• Task prompt: All of the records listed below should be retyped exactly.

### Exercise data ###

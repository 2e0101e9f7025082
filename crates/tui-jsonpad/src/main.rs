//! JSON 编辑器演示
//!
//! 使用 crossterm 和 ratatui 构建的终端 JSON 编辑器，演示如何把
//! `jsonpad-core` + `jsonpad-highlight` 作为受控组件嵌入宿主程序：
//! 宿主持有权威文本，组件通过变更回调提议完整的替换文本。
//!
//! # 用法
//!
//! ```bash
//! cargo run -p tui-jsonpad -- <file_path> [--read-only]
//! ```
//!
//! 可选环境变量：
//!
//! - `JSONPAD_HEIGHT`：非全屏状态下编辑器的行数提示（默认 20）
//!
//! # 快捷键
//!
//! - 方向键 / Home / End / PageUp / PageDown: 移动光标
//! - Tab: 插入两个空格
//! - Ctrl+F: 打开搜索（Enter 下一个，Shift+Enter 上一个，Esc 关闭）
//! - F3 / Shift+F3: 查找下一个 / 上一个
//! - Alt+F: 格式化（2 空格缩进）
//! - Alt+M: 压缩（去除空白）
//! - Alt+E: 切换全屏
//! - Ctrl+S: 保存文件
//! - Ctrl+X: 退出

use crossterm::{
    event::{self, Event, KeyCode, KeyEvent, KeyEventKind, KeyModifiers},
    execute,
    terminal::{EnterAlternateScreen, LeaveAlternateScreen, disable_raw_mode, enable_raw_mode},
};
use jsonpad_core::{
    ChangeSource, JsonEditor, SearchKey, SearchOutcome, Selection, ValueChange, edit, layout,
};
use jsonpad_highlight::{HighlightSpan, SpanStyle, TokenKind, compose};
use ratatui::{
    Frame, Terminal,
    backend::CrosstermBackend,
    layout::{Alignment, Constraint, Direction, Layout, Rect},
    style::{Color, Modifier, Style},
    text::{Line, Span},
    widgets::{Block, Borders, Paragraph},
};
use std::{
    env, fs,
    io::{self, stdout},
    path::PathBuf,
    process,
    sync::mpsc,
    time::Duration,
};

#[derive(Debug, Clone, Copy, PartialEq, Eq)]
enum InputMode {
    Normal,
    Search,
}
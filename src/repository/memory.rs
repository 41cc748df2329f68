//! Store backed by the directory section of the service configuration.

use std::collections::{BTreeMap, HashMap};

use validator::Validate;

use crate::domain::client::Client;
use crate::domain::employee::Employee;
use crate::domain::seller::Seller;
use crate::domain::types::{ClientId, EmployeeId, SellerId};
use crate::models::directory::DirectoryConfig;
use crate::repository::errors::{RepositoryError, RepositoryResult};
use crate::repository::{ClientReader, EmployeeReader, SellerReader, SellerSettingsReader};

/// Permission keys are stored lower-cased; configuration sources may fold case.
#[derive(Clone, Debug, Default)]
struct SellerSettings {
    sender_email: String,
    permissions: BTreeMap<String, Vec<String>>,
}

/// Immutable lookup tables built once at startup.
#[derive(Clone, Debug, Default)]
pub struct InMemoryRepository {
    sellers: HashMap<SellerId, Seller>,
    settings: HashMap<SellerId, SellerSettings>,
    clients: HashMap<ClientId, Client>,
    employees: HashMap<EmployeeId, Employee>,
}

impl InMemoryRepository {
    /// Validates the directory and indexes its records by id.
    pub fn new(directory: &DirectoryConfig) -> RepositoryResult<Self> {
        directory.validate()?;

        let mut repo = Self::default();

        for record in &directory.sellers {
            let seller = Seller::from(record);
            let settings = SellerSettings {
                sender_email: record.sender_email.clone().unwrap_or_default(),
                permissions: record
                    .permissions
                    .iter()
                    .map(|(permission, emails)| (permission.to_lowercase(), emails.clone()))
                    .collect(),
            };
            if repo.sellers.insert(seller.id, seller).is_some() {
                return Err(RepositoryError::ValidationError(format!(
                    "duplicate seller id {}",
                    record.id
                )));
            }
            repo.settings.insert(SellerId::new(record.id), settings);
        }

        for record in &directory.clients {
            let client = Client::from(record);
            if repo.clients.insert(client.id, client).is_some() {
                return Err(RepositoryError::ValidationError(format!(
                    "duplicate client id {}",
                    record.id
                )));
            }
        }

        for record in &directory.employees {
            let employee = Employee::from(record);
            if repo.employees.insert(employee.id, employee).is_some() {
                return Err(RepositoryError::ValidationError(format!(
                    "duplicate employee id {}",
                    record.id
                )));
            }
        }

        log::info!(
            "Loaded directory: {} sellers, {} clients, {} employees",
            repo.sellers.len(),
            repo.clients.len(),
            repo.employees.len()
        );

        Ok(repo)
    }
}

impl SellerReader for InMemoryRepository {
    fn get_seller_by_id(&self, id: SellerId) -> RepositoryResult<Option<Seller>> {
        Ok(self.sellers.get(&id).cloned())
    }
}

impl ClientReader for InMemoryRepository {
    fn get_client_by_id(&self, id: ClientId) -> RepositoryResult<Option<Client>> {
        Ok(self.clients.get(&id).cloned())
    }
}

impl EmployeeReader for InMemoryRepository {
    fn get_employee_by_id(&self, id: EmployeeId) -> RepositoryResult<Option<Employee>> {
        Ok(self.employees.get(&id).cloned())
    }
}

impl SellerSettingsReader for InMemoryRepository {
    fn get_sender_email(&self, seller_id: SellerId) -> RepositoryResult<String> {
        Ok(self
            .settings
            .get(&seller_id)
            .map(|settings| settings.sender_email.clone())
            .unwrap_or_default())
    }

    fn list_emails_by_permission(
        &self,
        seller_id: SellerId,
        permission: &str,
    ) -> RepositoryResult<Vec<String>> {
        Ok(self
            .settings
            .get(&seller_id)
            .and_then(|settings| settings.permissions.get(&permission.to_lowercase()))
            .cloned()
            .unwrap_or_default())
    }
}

###

• Exercise answer:
repository 2e0101e9f7025082
filename crates/tui-jsonpad/src/main.rs
//! JSON 编辑器演示
//!
//! 使用 crossterm 和 ratatui 构建的终端 JSON 编辑器，演示如何把
//! `jsonpad-core` + `jsonpad-highlight` 作为受控组件嵌入宿主程序：
//! 宿主持有权威文本，组件通过变更回调提议完整的替换文本。
//!
//! # 用法
//!
//! ```bash
//! cargo run -p tui-jsonpad -- <file_path> [--read-only]
//! ```
//!
//! 可选环境变量：
//!
//! - `JSONPAD_HEIGHT`：非全屏状态下编辑器的行数提示（默认 20）
//!
//! # 快捷键
//!
//! - 方向键 / Home / End / PageUp / PageDown: 移动光标
//! - Tab: 插入两个空格
//! - Ctrl+F: 打开搜索（Enter 下一个，Shift+Enter 上一个，Esc 关闭）
//! - F3 / Shift+F3: 查找下一个 / 上一个
//! - Alt+F: 格式化（2 空格缩进）
//! - Alt+M: 压缩（去除空白）
//! - Alt+E: 切换全屏
//! - Ctrl+S: 保存文件
//! - Ctrl+X: 退出

use crossterm::{
    event::{self, Event, KeyCode, KeyEvent, KeyEventKind, KeyModifiers},
    execute,
    terminal::{EnterAlternateScreen, LeaveAlternateScreen, disable_raw_mode, enable_raw_mode},
};
use jsonpad_core::{
    ChangeSource, JsonEditor, SearchKey, SearchOutcome, Selection, ValueChange, edit, layout,
};
use jsonpad_highlight::{HighlightSpan, SpanStyle, TokenKind, compose};
use ratatui::{
    Frame, Terminal,
    backend::CrosstermBackend,
    layout::{Alignment, Constraint, Direction, Layout, Rect},
    style::{Color, Modifier, Style},
    text::{Line, Span},
    widgets::{Block, Borders, Paragraph},
};
use std::{
    env, fs,
    io::{self, stdout},
    path::PathBuf,
    process,
    sync::mpsc,
    time::Duration,
};

#[derive(Debug, Clone, Copy, PartialEq, Eq)]
enum InputMode {
    Normal,
    Search,
}
filename src/repository/memory.rs
repository 41cc748df2329f68
//! Store backed by the directory section of the service configuration.

use std::collections::{BTreeMap, HashMap};

use validator::Validate;

use crate::domain::client::Client;
use crate::domain::employee::Employee;
use crate::domain::seller::Seller;
use crate::domain::types::{ClientId, EmployeeId, SellerId};
use crate::models::directory::DirectoryConfig;
use crate::repository::errors::{RepositoryError, RepositoryResult};
use crate::repository::{ClientReader, EmployeeReader, SellerReader, SellerSettingsReader};

/// Permission keys are stored lower-cased; configuration sources may fold case.
#[derive(Clone, Debug, Default)]
struct SellerSettings {
    sender_email: String,
    permissions: BTreeMap<String, Vec<String>>,
}

/// Immutable lookup tables built once at startup.
#[derive(Clone, Debug, Default)]
pub struct InMemoryRepository {
    sellers: HashMap<SellerId, Seller>,
    settings: HashMap<SellerId, SellerSettings>,
    clients: HashMap<ClientId, Client>,
    employees: HashMap<EmployeeId, Employee>,
}

impl InMemoryRepository {
    /// Validates the directory and indexes its records by id.
    pub fn new(directory: &DirectoryConfig) -> RepositoryResult<Self> {
        directory.validate()?;

        let mut repo = Self::default();

        for record in &directory.sellers {
            let seller = Seller::from(record);
            let settings = SellerSettings {
                sender_email: record.sender_email.clone().unwrap_or_default(),
                permissions: record
                    .permissions
                    .iter()
                    .map(|(permission, emails)| (permission.to_lowercase(), emails.clone()))
                    .collect(),
            };
            if repo.sellers.insert(seller.id, seller).is_some() {
                return Err(RepositoryError::ValidationError(format!(
                    "duplicate seller id {}",
                    record.id
                )));
            }
            repo.settings.insert(SellerId::new(record.id), settings);
        }

        for record in &directory.clients {
            let client = Client::from(record);
            if repo.clients.insert(client.id, client).is_some() {
                return Err(RepositoryError::ValidationError(format!(
                    "duplicate client id {}",
                    record.id
                )));
            }
        }

        for record in &directory.employees {
            let employee = Employee::from(record);
            if repo.employees.insert(employee.id, employee).is_some() {
                return Err(RepositoryError::ValidationError(format!(
                    "duplicate employee id {}",
                    record.id
                )));
            }
        }

        log::info!(
            "Loaded directory: {} sellers, {} clients, {} employees",
            repo.sellers.len(),
            repo.clients.len(),
            repo.employees.len()
        );

        Ok(repo)
    }
}

impl SellerReader for InMemoryRepository {
    fn get_seller_by_id(&self, id: SellerId) -> RepositoryResult<Option<Seller>> {
        Ok(self.sellers.get(&id).cloned())
    }
}

impl ClientReader for InMemoryRepository {
    fn get_client_by_id(&self, id: ClientId) -> RepositoryResult<Option<Client>> {
        Ok(self.clients.get(&id).cloned())
    }
}

impl EmployeeReader for InMemoryRepository {
    fn get_employee_by_id(&self, id: EmployeeId) -> RepositoryResult<Option<Employee>> {
        Ok(self.employees.get(&id).cloned())
    }
}

impl SellerSettingsReader for InMemoryRepository {
    fn get_sender_email(&self, seller_id: SellerId) -> RepositoryResult<String> {
        Ok(self
            .settings
            .get(&seller_id)
            .map(|settings| settings.sender_email.clone())
            .unwrap_or_default())
    }

    fn list_emails_by_permission(
        &self,
        seller_id: SellerId,
        permission: &str,
    ) -> RepositoryResult<Vec<String>> {
        Ok(self
            .settings
            .get(&seller_id)
            .and_then(|settings| settings.permissions.get(&permission.to_lowercase()))
            .cloned()
            .unwrap_or_default())
    }
}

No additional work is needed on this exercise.